Give only the number of lines in the records that contain the word "operations".

■ Material for the task
━━━━━━

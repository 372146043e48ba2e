//! Linear systems.

pub mod solver;
pub mod substitution;

pub use crate::errors::{InconsistentSystemError, SolveError, UnderdeterminedSystemError};
pub use solver::{reduce_system, solve, ReducedSystem};
pub use substitution::back_substitute;
//! Row operation log.

use crate::matrix::{MatrixError, Real, RowOperand};
use std::fmt;

/// A row operation performed during echelon reduction.
#[derive(Clone, Debug, PartialEq)]
#[cfg_attr(feature = "serde", derive(serde::Serialize, serde::Deserialize), serde(tag = "action"))]
pub enum OperationRecord<T> {
    /// Rows `i` and `j` were exchanged.
    Swap {
        /// First row.
        i: usize,
        /// Second row.
        j: usize,
    },

    /// Row `i` was replaced by `row_j * k + row_i`.
    ScaleAdd {
        /// Replaced row.
        i: usize,
        /// Scaled row.
        j: usize,
        /// Scalar.
        k: T,
    },

    /// Row `i` was replaced by `row_i + row_j`, the pivots cancelled out exactly.
    Sum {
        /// Replaced row.
        i: usize,
        /// Added row.
        j: usize,
    },

    /// The rows at `indices` were moved to the bottom, keeping their relative order.
    DeleteNulls {
        /// Row positions before the move.
        indices: Vec<usize>,
    },
}

impl<T: Real> OperationRecord<T> {
    /// Applies the operation to a matrix or a vector.
    pub fn apply<R: RowOperand<T>>(&self, target: &mut R) -> Result<(), MatrixError> {
        match self {
            Self::Swap { i, j } => target.swap_rows(*i, *j),
            Self::ScaleAdd { i, j, k } => target.scale_add_row(*i, *j, *k),
            Self::Sum { i, j } => target.sum_rows(*i, *j),
            Self::DeleteNulls { indices } => target.move_rows_to_bottom(indices),
        }
    }
}

impl<T: fmt::Debug> fmt::Display for OperationRecord<T> {
    fn fmt(&self, f: &mut fmt::Formatter<'_>) -> fmt::Result {
        match self {
            Self::Swap { i, j } => write!(f, "R{i} <-> R{j}"),
            Self::ScaleAdd { i, j, k } => write!(f, "R{i} = R{j} * {k:?} + R{i}"),
            Self::Sum { i, j } => write!(f, "R{i} = R{i} + R{j}"),
            Self::DeleteNulls { indices } => write!(f, "move {indices:?} to bottom"),
        }
    }
}

/// Ordered record of the row operations that took a matrix to echelon form.
///
/// Records are appended while reducing and consumed once, first in first out, through
/// [take_next][RowOperationLog::take_next]. Consumption only moves a cursor, so the records stay available through
/// [records][RowOperationLog::records] for inspection.
#[derive(Clone, Debug, PartialEq)]
#[cfg_attr(feature = "serde", derive(serde::Serialize, serde::Deserialize))]
pub struct RowOperationLog<T> {
    /// Rows of the matrix the operations were recorded on.
    nrows: usize,

    /// Recorded operations.
    records: Vec<OperationRecord<T>>,

    /// Next record to hand out.
    #[cfg_attr(feature = "serde", serde(skip))]
    cursor: usize,

    /// Set once [take_next][RowOperationLog::take_next] ran past the last record.
    #[cfg_attr(feature = "serde", serde(skip))]
    exhausted: bool,
}

impl<T> RowOperationLog<T> {
    /// Empty log for a matrix with `nrows` rows.
    pub fn new(nrows: usize) -> Self {
        Self { nrows, records: Vec::new(), cursor: 0, exhausted: false }
    }

    /// Log with the given records, for a matrix with `nrows` rows.
    pub fn from_records(nrows: usize, records: Vec<OperationRecord<T>>) -> Self {
        Self { nrows, records, cursor: 0, exhausted: false }
    }

    pub(crate) fn record(&mut self, operation: OperationRecord<T>) {
        self.records.push(operation);
    }

    /// Takes the next record, `None` once every record was taken.
    pub fn take_next(&mut self) -> Option<&OperationRecord<T>> {
        match self.records.get(self.cursor) {
            Some(record) => {
                self.cursor = self.cursor.saturating_add(1);
                Some(record)
            }
            None => {
                self.exhausted = true;
                None
            }
        }
    }

    /// All records, in recorded order.
    pub fn records(&self) -> &[OperationRecord<T>] {
        &self.records
    }

    /// Rows of the matrix the log was recorded on.
    pub fn nrows(&self) -> usize {
        self.nrows
    }

    /// Number of records.
    pub fn len(&self) -> usize {
        self.records.len()
    }

    /// Whether no operations were recorded.
    pub fn is_empty(&self) -> bool {
        self.records.is_empty()
    }

    /// Number of records already taken.
    pub fn position(&self) -> usize {
        self.cursor
    }

    /// Whether the log was consumed to the end.
    pub fn is_exhausted(&self) -> bool {
        self.exhausted
    }
}
//! Linear system solver.

use crate::{
    echelon::{reduce, replay},
    errors::{InconsistentSystemError, SolveError, UnderdeterminedSystemError},
    matrix::{is_null, Matrix, Real},
    rank::echelon_rank,
    systems::substitution::back_substitute,
};
use tracing::debug;

/// A linear system after echelon reduction: the reduced coefficients and the right-hand side transformed by the
/// same row operations.
#[derive(Clone, Debug, PartialEq)]
pub struct ReducedSystem<T: Real> {
    coefficients: Matrix<T>,
    rhs: Vec<T>,
}

impl<T: Real> ReducedSystem<T> {
    /// Reduced coefficient matrix.
    pub fn coefficients(&self) -> &Matrix<T> {
        &self.coefficients
    }

    /// Transformed right-hand side.
    pub fn rhs(&self) -> &[T] {
        &self.rhs
    }

    /// Consumes the system returning the coefficients and right-hand side.
    pub fn into_parts(self) -> (Matrix<T>, Vec<T>) {
        (self.coefficients, self.rhs)
    }

    /// Rank of the coefficient matrix.
    pub fn coefficient_rank(&self) -> usize {
        echelon_rank(&self.coefficients)
    }

    /// Rank of the coefficient matrix augmented with the right-hand side.
    ///
    /// Null coefficient rows are all at the bottom, so the extra column only adds to the rank when one of them
    /// carries a nonzero right-hand side.
    pub fn augmented_rank(&self) -> usize {
        let mut null_rows = self.coefficients.rows().zip(&self.rhs).filter(|(row, _)| is_null(row));
        let extra = null_rows.any(|(_, value)| *value != T::zero());
        self.coefficient_rank().saturating_add(usize::from(extra))
    }

    /// Whether the system has at least one solution.
    pub fn is_consistent(&self) -> bool {
        self.coefficient_rank() == self.augmented_rank()
    }
}

/// Reduces the coefficient matrix to echelon form and replays its log on the right-hand side.
pub fn reduce_system<T: Real>(coefficients: &Matrix<T>, rhs: &[T]) -> Result<ReducedSystem<T>, SolveError> {
    if rhs.len() != coefficients.nrows() {
        return Err(SolveError::DimensionMismatch { expected: coefficients.nrows(), actual: rhs.len() });
    }
    let mut reduced = reduce(coefficients)?;
    let rhs = replay(&mut reduced.log, rhs)?;
    Ok(ReducedSystem { coefficients: reduced.matrix, rhs })
}

/// Solves `coefficients * x = rhs`.
///
/// Fails when the system has no solution or infinitely many, it never returns a partial solution.
pub fn solve<T: Real>(coefficients: &Matrix<T>, rhs: &[T]) -> Result<Vec<T>, SolveError> {
    let system = reduce_system(coefficients, rhs)?;
    let coefficient_rank = system.coefficient_rank();
    let augmented_rank = system.augmented_rank();
    let unknowns = coefficients.ncols();
    debug!(coefficient_rank, augmented_rank, unknowns, "linear system reduced");

    if coefficient_rank != augmented_rank {
        return Err(InconsistentSystemError { coefficient_rank, augmented_rank }.into());
    }
    if coefficient_rank < unknowns {
        return Err(UnderdeterminedSystemError { rank: coefficient_rank, unknowns }.into());
    }
    Ok(back_substitute(&system.coefficients, &system.rhs)?)
}
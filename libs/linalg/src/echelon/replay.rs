//! Log replay.

use crate::{echelon::RowOperationLog, errors::ReplayError, matrix::Real};
use tracing::debug;

/// Applies every operation in `log`, in recorded order, to a copy of `vector`.
///
/// The vector is treated as a single column with one entry per matrix row, so the result is what the last column
/// of the augmented matrix would have become. The log is consumed: replaying it a second time fails.
pub fn replay<T: Real>(log: &mut RowOperationLog<T>, vector: &[T]) -> Result<Vec<T>, ReplayError> {
    if log.is_exhausted() {
        return Err(ReplayError::Exhausted);
    }
    if log.position() != 0 {
        return Err(ReplayError::PartiallyConsumed(log.position()));
    }
    if vector.len() != log.nrows() {
        return Err(ReplayError::LengthMismatch { expected: log.nrows(), actual: vector.len() });
    }

    let mut output = vector.to_vec();
    while let Some(operation) = log.take_next() {
        operation.apply(&mut output)?;
    }
    debug!(operations = log.len(), "replayed row operation log");
    Ok(output)
}

#[cfg(test)]
mod test {
    use super::*;
    use crate::echelon::OperationRecord;

    fn make_log(nrows: usize, records: Vec<OperationRecord<f64>>) -> RowOperationLog<f64> {
        RowOperationLog::from_records(nrows, records)
    }

    #[test]
    fn every_operation() {
        let mut log = make_log(
            4,
            vec![
                OperationRecord::Swap { i: 0, j: 3 },
                OperationRecord::Swap { i: 1, j: 1 },
                OperationRecord::ScaleAdd { i: 1, j: 0, k: 0.5 },
                OperationRecord::Sum { i: 2, j: 1 },
                OperationRecord::DeleteNulls { indices: vec![0, 2] },
            ],
        );
        let vector = vec![1.0, 2.0, 3.0, 4.0];
        let result = replay(&mut log, &vector).unwrap();
        assert_eq!(result, vec![4.0, 1.0, 4.0, 7.0]);
        assert_eq!(vector, vec![1.0, 2.0, 3.0, 4.0]);
    }

    #[test]
    fn empty_log_is_identity() {
        let mut log = make_log(2, Vec::new());
        assert_eq!(replay(&mut log, &[5.0, -1.0]).unwrap(), vec![5.0, -1.0]);
    }

    #[test]
    fn second_replay_fails() {
        let mut log = make_log(2, vec![OperationRecord::Swap { i: 0, j: 1 }]);
        replay(&mut log, &[1.0, 2.0]).unwrap();
        assert_eq!(log.take_next(), None);
        assert_eq!(replay(&mut log, &[1.0, 2.0]).err().unwrap(), ReplayError::Exhausted);
    }

    #[test]
    fn partially_consumed_log() {
        let mut log = make_log(2, vec![OperationRecord::Swap { i: 0, j: 1 }, OperationRecord::Sum { i: 1, j: 0 }]);
        log.take_next();
        assert_eq!(replay(&mut log, &[1.0, 2.0]).err().unwrap(), ReplayError::PartiallyConsumed(1));
    }

    #[test]
    fn length_mismatch() {
        let mut log = make_log(3, vec![OperationRecord::Swap { i: 0, j: 2 }]);
        let result = replay(&mut log, &[1.0, 2.0]).err().unwrap();
        assert_eq!(result, ReplayError::LengthMismatch { expected: 3, actual: 2 });
        // A rejected vector leaves the log untouched.
        assert_eq!(replay(&mut log, &[1.0, 2.0, 3.0]).unwrap(), vec![3.0, 2.0, 1.0]);
    }
}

━━━━━━

■ Task solution
6